Tiga bulan sudah Prasetyo bersama dengan kawan-kawannya menjalankan tugas KKN di Dusun Turgo. Dari minggu ke minggu hubungan Prasetyo dengan Sabila nampak semakin mesra. Tak pelak kemesraan mereka dicurigai oleh Prayoga, pemuda Dusun Turgo yang lebih dahulu mencintai Sabila sebelum kehadiran Prasetyo. Sayangnya Prayoga selama ini belum pernah menyatakan cintanya kepada Sabila. Sementara itu Sabila sudah terlanjur menerima cinta Prasetyo, bahkan telah berjanji untuk sehidup semati.

Merasa cintanya telah direnggut oleh Prasetyo, Prayoga menyusun niat jahatnya. Ia bermaksud untuk menghabisi Prasetyo. Prayoga sempat mengumpulkan teman-temannya, ia menyusun stretegi untuk melakukan pengroyokan terhadap Prasetyo. Kawan-kawan Prayogapun sepakat mendukung rencana tersebut, dan telah membagi tugas masing-masing serta menentukan tempat dan waktu untuk melakukan penghadangan kepada Parasetyo. Namun rencana jahat Proyoga dan kawan-kawannya keburu terendus oleh Pak Panut sebagai Kepala Desa Dusun Turgo.

Sempat terjadi adu mulut antara Prayoga dengan Pak Panut. Namun karena Pak Panut lebih bijaksana dalam memberikan saran dan arahan kepada Prayoga dan rekan-rekannya, akhirnya kemarahan mereka mereda dan bisa menerimanya. Meski dalam hati kecil Prayoga masih menyimpan rasa kecewa.

“Saya sarankan kalian jangan sampai membuat onar di dusun kita ini.” Pinta Pak Panut dengan sabar hati.

“Keamanan dan ketentraman Dusun Turgo ini menjadi tanggung jawab kita bersama,” lanjutnya.

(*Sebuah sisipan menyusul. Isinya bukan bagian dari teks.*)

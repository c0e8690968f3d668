use thiserror::Error;

#[derive(Error, Debug)]
pub enum Error {
    #[error("Authentication failed: {0}")]
    Auth(String),

    #[error("Not found: {0}")]
    NotFound(String),

    #[error("Already exists: {0}")]
    Conflict(String),

    #[error("Unsupported saved item kind: {0}")]
    UnsupportedKind(String),

    #[error("Config error: {0}")]
    Config(String),

    #[error("API error (status {status}): {message}")]
    Api { status: u16, message: String },

    #[error("IO error: {0}")]
    Io(#[from] std::io::Error),

    #[error("JSON error: {0}")]
    Json(#[from] serde_json::Error),

    #[error("YAML error: {0}")]
    Yaml(#[from] serde_yaml::Error),

    #[error("HTTP error: {0}")]
    Http(#[from] reqwest::Error),

    #[error("Invalid URL: {0}")]
    InvalidUrl(#[from] url::ParseError),
}

impl Error {
    pub fn is_auth(&self) -> bool {
        matches!(self, Error::Auth(_))
    }

    pub fn is_not_found(&self) -> bool {
        matches!(self, Error::NotFound(_))
    }

    pub fn is_conflict(&self) -> bool {
        matches!(self, Error::Conflict(_))
    }
}

pub type Result<T> = std::result::Result<T, Error>;
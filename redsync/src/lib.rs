//! redsync: migrate Reddit account state between accounts.
//!
//! Export friends, saved items, subreddit subscriptions and multireddits to
//! a snapshot file (YAML or JSON), replay a snapshot onto another account,
//! or wipe an account clean. Everything runs sequentially over one
//! authenticated client; see [`client::RedditApi`] for the seam.

pub mod client;
pub mod config;
pub mod error;
pub mod export;
pub mod import;
pub mod model;
pub mod report;
pub mod serialize;
pub mod wipe;

pub use client::{RedditApi, RedditClient};
pub use error::{Error, Result};
pub use model::{Categories, Category, Multireddit, SavedItem, SavedKind, Snapshot};
pub use report::RunReport;
pub use serialize::SnapshotFormat;
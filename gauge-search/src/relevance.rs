//! Relevance scoring for unit search
//!
//! The first rule that applies decides the score; rules are checked in
//! descending order of strength.

use crate::UnitIndexEntry;

pub const EXACT_NAME: u32 = 100;
pub const EXACT_SYMBOL: u32 = 90;
pub const NAME_PREFIX: u32 = 80;
pub const SYMBOL_PREFIX: u32 = 75;
pub const NAME_CONTAINS: u32 = 60;
pub const SYMBOL_CONTAINS: u32 = 55;
pub const ALIAS_EXACT: u32 = 50;
pub const ALIAS_CONTAINS: u32 = 40;
pub const NAME_WORD_PREFIX: u32 = 30;
pub const RESIDUAL: u32 = 10;

/// Score an entry against a lowercased, trimmed query
pub fn score(entry: &UnitIndexEntry, query: &str) -> u32 {
    let name = entry.name.to_lowercase();
    let symbol = entry.symbol.to_lowercase();

    if name == query {
        EXACT_NAME
    } else if symbol == query {
        EXACT_SYMBOL
    } else if name.starts_with(query) {
        NAME_PREFIX
    } else if symbol.starts_with(query) {
        SYMBOL_PREFIX
    } else if name.contains(query) {
        NAME_CONTAINS
    } else if symbol.contains(query) {
        SYMBOL_CONTAINS
    } else if entry.aliases.iter().any(|a| a.to_lowercase() == query) {
        ALIAS_EXACT
    } else if entry.aliases.iter().any(|a| a.to_lowercase().contains(query)) {
        ALIAS_CONTAINS
    } else if name.split_whitespace().any(|word| word.starts_with(query)) {
        NAME_WORD_PREFIX
    } else {
        RESIDUAL
    }
}

#[cfg(test)]
mod tests {
    use super::*;

    fn entry(name: &str, symbol: &str, aliases: &[&str]) -> UnitIndexEntry {
        UnitIndexEntry {
            unit_id: name.replace(' ', "_"),
            category_id: "test".to_string(),
            subcategory_id: None,
            name: name.to_string(),
            symbol: symbol.to_string(),
            aliases: aliases.iter().map(|a| a.to_string()).collect(),
        }
    }

    #[test]
    fn test_rule_order() {
        let meter = entry("meter", "m", &["metre"]);
        assert_eq!(score(&meter, "meter"), EXACT_NAME);
        assert_eq!(score(&meter, "m"), EXACT_SYMBOL);
        assert_eq!(score(&meter, "met"), NAME_PREFIX);
        assert_eq!(score(&meter, "ete"), NAME_CONTAINS);
        assert_eq!(score(&meter, "metre"), ALIAS_EXACT);
        assert_eq!(score(&meter, "etre"), ALIAS_CONTAINS);
    }

    #[test]
    fn test_symbol_rules() {
        let kmh = entry("kilometer per hour", "km/h", &["kph"]);
        assert_eq!(score(&kmh, "km/"), SYMBOL_PREFIX);
        assert_eq!(score(&kmh, "m/h"), SYMBOL_CONTAINS);
        assert_eq!(score(&kmh, "kph"), ALIAS_EXACT);
    }

    #[test]
    fn test_residual() {
        let foot = entry("foot", "ft", &[]);
        assert_eq!(score(&foot, "feet"), RESIDUAL);
    }

    #[test]
    fn test_case_insensitive() {
        let mb = entry("megabyte", "MB", &[]);
        assert_eq!(score(&mb, "mb"), EXACT_SYMBOL);
    }
}
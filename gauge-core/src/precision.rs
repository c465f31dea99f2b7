//! Precision policy: per-category defaults plus magnitude-based adjustment

use std::collections::HashMap;
use serde::{Deserialize, Serialize};

/// Hard ceiling on decimal places
pub const MAX_PRECISION: u32 = 10;

/// Fallback precision for categories without an entry
pub const DEFAULT_PRECISION: u32 = 4;

/// Decimal-place bounds for one category
#[derive(Debug, Clone, Copy, PartialEq, Eq, Serialize, Deserialize)]
pub struct CategoryPrecision {
    pub default: u32,
    #[serde(default)]
    pub min: u32,
    #[serde(default = "max_precision")]
    pub max: u32,
}

fn max_precision() -> u32 {
    MAX_PRECISION
}

impl CategoryPrecision {
    pub const fn new(default: u32) -> Self {
        CategoryPrecision { default, min: 0, max: MAX_PRECISION }
    }
}

/// Chooses how many decimals a converted value keeps
#[derive(Debug, Clone, Serialize, Deserialize)]
#[serde(default)]
pub struct PrecisionPolicy {
    pub categories: HashMap<String, CategoryPrecision>,
    pub fallback: CategoryPrecision,
}

impl Default for PrecisionPolicy {
    fn default() -> Self {
        let mut categories = HashMap::new();
        for id in ["length", "mass", "volume", "area"] {
            categories.insert(id.to_string(), CategoryPrecision::new(4));
        }
        categories.insert("temperature".to_string(), CategoryPrecision::new(2));
        categories.insert("time".to_string(), CategoryPrecision::new(3));
        categories.insert(
            "currency".to_string(),
            CategoryPrecision { default: 2, min: 2, max: 2 },
        );
        PrecisionPolicy {
            categories,
            fallback: CategoryPrecision::new(DEFAULT_PRECISION),
        }
    }
}

impl PrecisionPolicy {
    /// Bounds for a category (fallback when not configured)
    pub fn for_category(&self, category_id: &str) -> CategoryPrecision {
        self.categories
            .get(category_id)
            .copied()
            .unwrap_or(self.fallback)
    }

    /// Builder: override one category
    pub fn with_category(mut self, category_id: &str, precision: CategoryPrecision) -> Self {
        self.categories.insert(category_id.to_string(), precision);
        self
    }

    /// Merge overrides on top of this policy
    pub fn merge(mut self, overrides: &HashMap<String, CategoryPrecision>) -> Self {
        for (id, precision) in overrides {
            self.categories.insert(id.clone(), *precision);
        }
        self
    }

    /// Precision for a result value, adjusted by its magnitude.
    ///
    /// Tiny values get more decimals so they never round to zero; huge
    /// values get fewer so they do not show false precision.
    pub fn dynamic(&self, category_id: &str, value: f64) -> u32 {
        let bounds = self.for_category(category_id);
        let max = bounds.max.min(MAX_PRECISION);
        let min = bounds.min.min(max);
        let abs = value.abs();

        if abs == 0.0 || !abs.is_finite() {
            return bounds.default.min(max);
        }

        let precision = if abs < 0.001 {
            max
        } else if abs < 0.01 {
            6
        } else if abs < 0.1 {
            5
        } else if abs < 1.0 {
            4
        } else if abs > 1_000_000.0 {
            min
        } else if abs > 10_000.0 {
            bounds.default.min(1)
        } else {
            bounds.default
        };

        precision.clamp(min, max)
    }
}
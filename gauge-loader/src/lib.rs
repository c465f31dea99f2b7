//! Gauge Loader - Category providers and on-demand loading
//!
//! Categories are registered as id → async provider. The loader fetches a
//! category on first access, caches it for its lifetime, and feeds it into
//! the search index. Concurrent requests for the same id share one load.

mod provider;
mod loader;

pub use provider::{CategoryProvider, StaticProvider, ProviderRegistry};
pub use loader::{CategoryLoader, LoaderState, ESSENTIAL_CATEGORIES};
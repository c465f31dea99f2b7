//! Time units (base: second)

use gauge_core::{Unit, UnitCategory};

pub fn time() -> UnitCategory {
    UnitCategory::new("time", "Time")
        .with_base_unit("second")
        .with_units(vec![
            Unit::new("nanosecond", "nanosecond", "ns", 1e-9).plural("nanoseconds"),
            Unit::new("microsecond", "microsecond", "µs", 1e-6).plural("microseconds").aliases(&["us"]),
            Unit::new("millisecond", "millisecond", "ms", 0.001).plural("milliseconds"),
            Unit::base("second", "second", "s").plural("seconds").aliases(&["sec", "secs"]),
            Unit::new("minute", "minute", "min", 60.0).plural("minutes").aliases(&["mins"]),
            Unit::new("hour", "hour", "h", 3600.0).plural("hours").aliases(&["hr", "hrs"]),
            Unit::new("day", "day", "d", 86_400.0).plural("days"),
            Unit::new("week", "week", "wk", 604_800.0).plural("weeks"),
            Unit::new("month", "month", "mo", 2_629_746.0).plural("months"),
            Unit::new("year", "year", "yr", 31_556_952.0).plural("years").aliases(&["annum"]),
            Unit::new("decade", "decade", "dec", 315_569_520.0).plural("decades"),
            Unit::new("century", "century", "c", 3_155_695_200.0).plural("centuries"),
        ])
        .with_popular(&["second", "minute", "hour", "day", "week", "year"])
}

Di hadapan Prayoga dan kawan-kawannya Pak Panut yang sudah 8 tahun menjabat sebagai Kepala Dusun Turgo juga menjelaskan bahwa, Dususn Turgo selama ini menjadi perhatian banyak perguruan tinggi untuk melakukan Kuliah Kerja Nyata. “Jangan sampai kondisi dusun yang selama ini sudah kondusif, tercemar oleh perbuatan warga yang semestinya tidak perlu terjadi,” tegas Pak Panut.

Waktu untuk KKN Prasetyo bersama kawan-kawannya sudah genap empat bulan. Mereka merencanakan untuk mengadakan acara perpisahan dengan pamong desa bersama dengan warga Dusun Torgo. Setelah diadakan musyawarah bersama antara para mahasiswa KKN, para tokoh masyarakat dan pamong desa, disepakati waktu dan tempat acara perpisahan. Acara perpisahan digelar di balai desa Dusun Turgo. Perangkat desa Dusun Turgo menyampaikan ucapan terima kasih dan meresa terkesan kepada para mahasiswa KKN yang dikoordinir oleh Prasetyo, karena hasinya tidak mengecewakan warga.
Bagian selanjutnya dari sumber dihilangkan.